Geboten kriegt man jedenfalls, stets mit todessehnsüchtigen Steel-Guitar-Klängen und unheilschwangeren Country-Fiddeln versetzte Delirien von absoluter Hardcore-Qualität. Da verbringen verlassene Typen »8 Weeks In A Barroom«, bis sie seltsame Stimmen im Kopf hören und Teufel herumtanzen sehen, besingen Amphetamin-Cowboys die tödlichen Gefahren von übermäßigem Drogenkonsum (»Too Many Pills«, »The Story Of Susie«), erzählen Massenmörder lakonisch, wie das denn so ist, wenn man zu seiner Hinrichtung geht (»Death Row«), flehen 10jährige Schulkinder ihre Mutter an, doch bitte den Beruf zu wechseln, weil eine Klassenarbeit zum Thema »Ein Tag im Leben meiner Mutter« ansteht und Stripperin wohl nicht unter die Tätigkeit fällt, die man sich darunter so vorstellt (»Please Don’t Go Topless Mother«), und nicht minder beknackte Teenager berichten davon, wie ihre Mutter so heftig mit ihrem Schaukelstuhl schaukelte, als aus dem Radio Rock’n’Roll ertönte, daß sie gegen den Schrank stieß und ihr das darauf befindliche Radioungetüm auf den Kopf fiel und diesen zermantschte. Wem das noch nicht genug ist, der sei auf »Drunken Driver«, den wohl tragischsten Truckdriver-Song ever, verwiesen. Um den Tod seiner Frau zu »verarbeiten«, säuft sich ein Truckdriver durch alle Bars der Stadt, steigt in den Truck und überfährt im Suff seine eben zu Halbwaisen gewordenen Kinder. Mit einem tödlichen Familien-Splitting endet übrigens auch der unschuldig »Dolores« benannte Psychopathenklassiker, in dem ein Handels- vertreter seine junge Frau davor warnt, außer Haus zu gehen, da sich in der Gegend ein Massenmörder herumtreiben soll. Das Pech für Dolores ist dabei nur, daß ihr Mann, medizinisch ausgedrückt, schizophren und eben dieser Killer ist. Aber immerhin gewinnt in der schwer traumatischen Freud-Analyse »The Devil, My Conscience And I« trotz all der von Teufels Seite angebotenen Verruchtheiten das Gute.

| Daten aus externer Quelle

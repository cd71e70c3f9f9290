use thiserror::Error;

use crate::pager::MAX_PAGES;

/// Input errors: the statement text itself could not be parsed or validated.
/// The REPL reports these and keeps reading.
#[derive(Debug, Error, PartialEq, Eq)]
pub enum PrepareError {
    #[error("Syntax error. Could not parse statement.")]
    SyntaxError,
    #[error("ID must be positive.")]
    InvalidId,
    #[error("String is too long.")]
    StringTooLong,
    #[error("Unrecognized keyword at start of '{0}'.")]
    UnrecognizedStatement(String),
}

/// Execution errors: the statement was well-formed but failed at the
/// storage layer in a way the REPL can recover from.
#[derive(Debug, Error, PartialEq, Eq)]
pub enum ExecuteError {
    #[error("Error: Duplicate key.")]
    DuplicateKey,
}

/// Fatal conditions: corrupt file, I/O failure, an out-of-bounds page
/// index, or one of the unimplemented multi-level tree paths. None of
/// these are recoverable; the caller is expected to report and exit.
#[derive(Debug, Error)]
pub enum StorageError {
    #[error("Db file is not a whole number of pages. Corrupt file.")]
    CorruptFile,

    #[error("I/O error: {0}")]
    Io(#[from] std::io::Error),

    #[error("Tried to fetch page number out of bounds. {0} >= {max}", max = MAX_PAGES)]
    PageOutOfBounds(u32),

    #[error("Tried to flush an unpopulated page: {0}")]
    FlushUnpopulatedPage(u32),

    #[error("Need to implement updating parent after split")]
    UnimplementedParentUpdate,
}

/// Result of executing a prepared statement: either an execution error
/// the REPL can report and continue past, or a fatal storage error.
#[derive(Debug, Error)]
pub enum ExecError {
    #[error(transparent)]
    Execute(#[from] ExecuteError),
    #[error(transparent)]
    Storage(#[from] StorageError),
}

Keine Ahnung, was diese von Gott verlassenen Wahnsinnigen dazu getrieben hat, solch krankhaftes und seltsames Zeug aufzunehmen. Jedenfalls vermittelt das hier zusammengetragene Material psychische Defekte aus den tiefsten Tiefen der amerikanischen Seele, gegenüber denen sogar moderne Psycho-Rocker wie Foetus, Ministry oder die Melvins wie eine eher harmlose Dachschaden-Light-Version erscheinen. Bad America at its best. Stay sick!